● **Goal of the exercise**
From the listing below, pick out each line with the word "AddressAssociation".

● **Recorded information**
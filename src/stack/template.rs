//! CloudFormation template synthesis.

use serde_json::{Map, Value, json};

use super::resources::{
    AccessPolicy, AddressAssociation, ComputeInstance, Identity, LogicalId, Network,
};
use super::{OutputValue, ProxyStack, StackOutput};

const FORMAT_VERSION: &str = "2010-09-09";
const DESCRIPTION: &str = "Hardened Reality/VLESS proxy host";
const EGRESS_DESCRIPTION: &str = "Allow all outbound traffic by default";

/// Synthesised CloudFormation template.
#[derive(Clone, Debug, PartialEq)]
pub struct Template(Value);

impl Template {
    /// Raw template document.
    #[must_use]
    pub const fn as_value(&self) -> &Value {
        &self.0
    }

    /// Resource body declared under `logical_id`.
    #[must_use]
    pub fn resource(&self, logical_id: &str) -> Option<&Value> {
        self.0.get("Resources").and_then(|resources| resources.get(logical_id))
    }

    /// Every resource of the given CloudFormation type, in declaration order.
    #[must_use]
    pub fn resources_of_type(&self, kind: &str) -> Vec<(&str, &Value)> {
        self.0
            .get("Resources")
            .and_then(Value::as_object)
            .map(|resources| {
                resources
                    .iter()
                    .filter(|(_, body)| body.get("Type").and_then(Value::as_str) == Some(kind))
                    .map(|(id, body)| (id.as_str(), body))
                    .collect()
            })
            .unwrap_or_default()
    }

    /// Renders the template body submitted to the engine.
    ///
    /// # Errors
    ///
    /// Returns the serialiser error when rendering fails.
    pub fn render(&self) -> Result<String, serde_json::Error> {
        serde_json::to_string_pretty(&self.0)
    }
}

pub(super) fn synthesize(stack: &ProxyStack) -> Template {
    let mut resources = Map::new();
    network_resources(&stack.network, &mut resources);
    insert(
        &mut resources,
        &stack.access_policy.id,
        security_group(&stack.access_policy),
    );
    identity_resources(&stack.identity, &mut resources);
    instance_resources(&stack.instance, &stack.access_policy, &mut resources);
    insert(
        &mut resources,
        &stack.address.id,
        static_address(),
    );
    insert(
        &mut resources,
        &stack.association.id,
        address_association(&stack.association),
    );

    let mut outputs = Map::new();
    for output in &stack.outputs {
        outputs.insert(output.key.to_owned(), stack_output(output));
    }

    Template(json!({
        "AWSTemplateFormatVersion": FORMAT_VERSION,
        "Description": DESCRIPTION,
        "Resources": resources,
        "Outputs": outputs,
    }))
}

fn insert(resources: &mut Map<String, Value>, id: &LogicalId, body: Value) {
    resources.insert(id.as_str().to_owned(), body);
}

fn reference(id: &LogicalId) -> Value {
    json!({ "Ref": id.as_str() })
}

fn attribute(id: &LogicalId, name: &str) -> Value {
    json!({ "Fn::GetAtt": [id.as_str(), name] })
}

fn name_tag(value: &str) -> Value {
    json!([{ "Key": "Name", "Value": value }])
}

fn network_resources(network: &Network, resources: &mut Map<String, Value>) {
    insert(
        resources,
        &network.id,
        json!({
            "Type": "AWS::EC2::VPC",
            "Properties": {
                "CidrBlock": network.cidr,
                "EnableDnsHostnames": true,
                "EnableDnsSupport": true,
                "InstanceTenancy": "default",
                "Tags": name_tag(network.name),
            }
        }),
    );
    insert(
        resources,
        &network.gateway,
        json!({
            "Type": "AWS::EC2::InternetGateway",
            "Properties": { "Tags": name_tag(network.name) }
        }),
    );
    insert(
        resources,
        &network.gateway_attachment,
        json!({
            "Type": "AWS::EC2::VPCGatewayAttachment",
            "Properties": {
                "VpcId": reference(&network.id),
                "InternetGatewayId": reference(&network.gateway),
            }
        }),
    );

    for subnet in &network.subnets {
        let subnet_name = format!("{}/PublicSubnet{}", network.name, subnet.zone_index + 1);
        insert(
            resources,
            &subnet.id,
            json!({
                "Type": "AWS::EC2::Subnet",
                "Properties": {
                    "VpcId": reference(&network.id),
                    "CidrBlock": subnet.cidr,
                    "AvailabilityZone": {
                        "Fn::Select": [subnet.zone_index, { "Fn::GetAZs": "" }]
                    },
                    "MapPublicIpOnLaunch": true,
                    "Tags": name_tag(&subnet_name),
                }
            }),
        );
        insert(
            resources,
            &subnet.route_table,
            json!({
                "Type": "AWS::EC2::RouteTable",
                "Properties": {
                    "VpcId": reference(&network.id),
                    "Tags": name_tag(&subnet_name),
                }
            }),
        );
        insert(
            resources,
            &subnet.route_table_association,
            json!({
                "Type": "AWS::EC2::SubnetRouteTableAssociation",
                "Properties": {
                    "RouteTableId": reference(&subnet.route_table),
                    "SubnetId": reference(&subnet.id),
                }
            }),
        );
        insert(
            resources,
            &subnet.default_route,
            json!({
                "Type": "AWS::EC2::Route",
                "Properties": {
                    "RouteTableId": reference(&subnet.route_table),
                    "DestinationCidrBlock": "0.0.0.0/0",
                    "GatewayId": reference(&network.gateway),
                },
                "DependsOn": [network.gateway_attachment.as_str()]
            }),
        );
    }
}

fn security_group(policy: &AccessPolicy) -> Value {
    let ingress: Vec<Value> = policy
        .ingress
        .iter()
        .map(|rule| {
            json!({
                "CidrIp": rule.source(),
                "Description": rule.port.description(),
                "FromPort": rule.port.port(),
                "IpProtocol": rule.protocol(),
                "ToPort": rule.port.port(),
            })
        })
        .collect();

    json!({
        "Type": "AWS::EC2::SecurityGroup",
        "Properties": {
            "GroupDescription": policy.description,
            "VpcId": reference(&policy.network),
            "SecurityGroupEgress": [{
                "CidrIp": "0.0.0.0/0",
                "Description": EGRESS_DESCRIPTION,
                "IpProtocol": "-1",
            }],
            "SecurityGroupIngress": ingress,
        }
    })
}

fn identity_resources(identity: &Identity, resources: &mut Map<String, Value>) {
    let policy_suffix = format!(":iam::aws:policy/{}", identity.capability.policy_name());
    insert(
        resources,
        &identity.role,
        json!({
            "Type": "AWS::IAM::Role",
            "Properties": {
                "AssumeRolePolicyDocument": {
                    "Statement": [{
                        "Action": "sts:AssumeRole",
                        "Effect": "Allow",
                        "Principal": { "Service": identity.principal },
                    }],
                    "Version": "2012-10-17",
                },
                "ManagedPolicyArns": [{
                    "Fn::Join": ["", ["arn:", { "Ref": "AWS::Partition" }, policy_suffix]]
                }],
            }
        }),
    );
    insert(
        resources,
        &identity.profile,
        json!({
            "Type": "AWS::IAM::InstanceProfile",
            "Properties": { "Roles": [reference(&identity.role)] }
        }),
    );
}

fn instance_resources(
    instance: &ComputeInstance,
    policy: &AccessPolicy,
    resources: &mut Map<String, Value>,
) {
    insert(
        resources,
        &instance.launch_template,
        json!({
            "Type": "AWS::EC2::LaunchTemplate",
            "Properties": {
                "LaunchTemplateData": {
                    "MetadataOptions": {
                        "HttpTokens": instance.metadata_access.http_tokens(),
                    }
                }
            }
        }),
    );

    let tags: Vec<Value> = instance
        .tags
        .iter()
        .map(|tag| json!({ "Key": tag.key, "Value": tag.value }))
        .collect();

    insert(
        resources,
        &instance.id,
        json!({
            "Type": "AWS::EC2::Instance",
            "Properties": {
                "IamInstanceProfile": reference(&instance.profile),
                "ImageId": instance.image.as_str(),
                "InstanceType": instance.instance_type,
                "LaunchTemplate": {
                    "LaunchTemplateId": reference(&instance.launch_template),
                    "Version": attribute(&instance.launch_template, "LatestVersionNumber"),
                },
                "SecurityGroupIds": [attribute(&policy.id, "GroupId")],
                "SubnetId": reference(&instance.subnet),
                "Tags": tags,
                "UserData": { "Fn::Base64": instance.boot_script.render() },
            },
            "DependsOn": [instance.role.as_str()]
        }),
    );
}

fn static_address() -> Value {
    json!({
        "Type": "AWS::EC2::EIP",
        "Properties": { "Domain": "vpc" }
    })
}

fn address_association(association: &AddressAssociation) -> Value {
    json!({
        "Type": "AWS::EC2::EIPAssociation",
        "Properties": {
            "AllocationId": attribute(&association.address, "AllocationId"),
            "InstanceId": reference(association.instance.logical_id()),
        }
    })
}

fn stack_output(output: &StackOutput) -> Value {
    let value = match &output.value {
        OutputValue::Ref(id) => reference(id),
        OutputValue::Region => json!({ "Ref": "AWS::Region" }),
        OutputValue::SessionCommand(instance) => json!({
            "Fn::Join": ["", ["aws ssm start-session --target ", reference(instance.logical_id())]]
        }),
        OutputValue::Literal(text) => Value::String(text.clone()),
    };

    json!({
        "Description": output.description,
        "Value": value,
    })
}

● **Response to the exercise**
    AccessPolicy, AddressAssociation, ComputeInstance, Identity, LogicalId, Network,
fn address_association(association: &AddressAssociation) -> Value {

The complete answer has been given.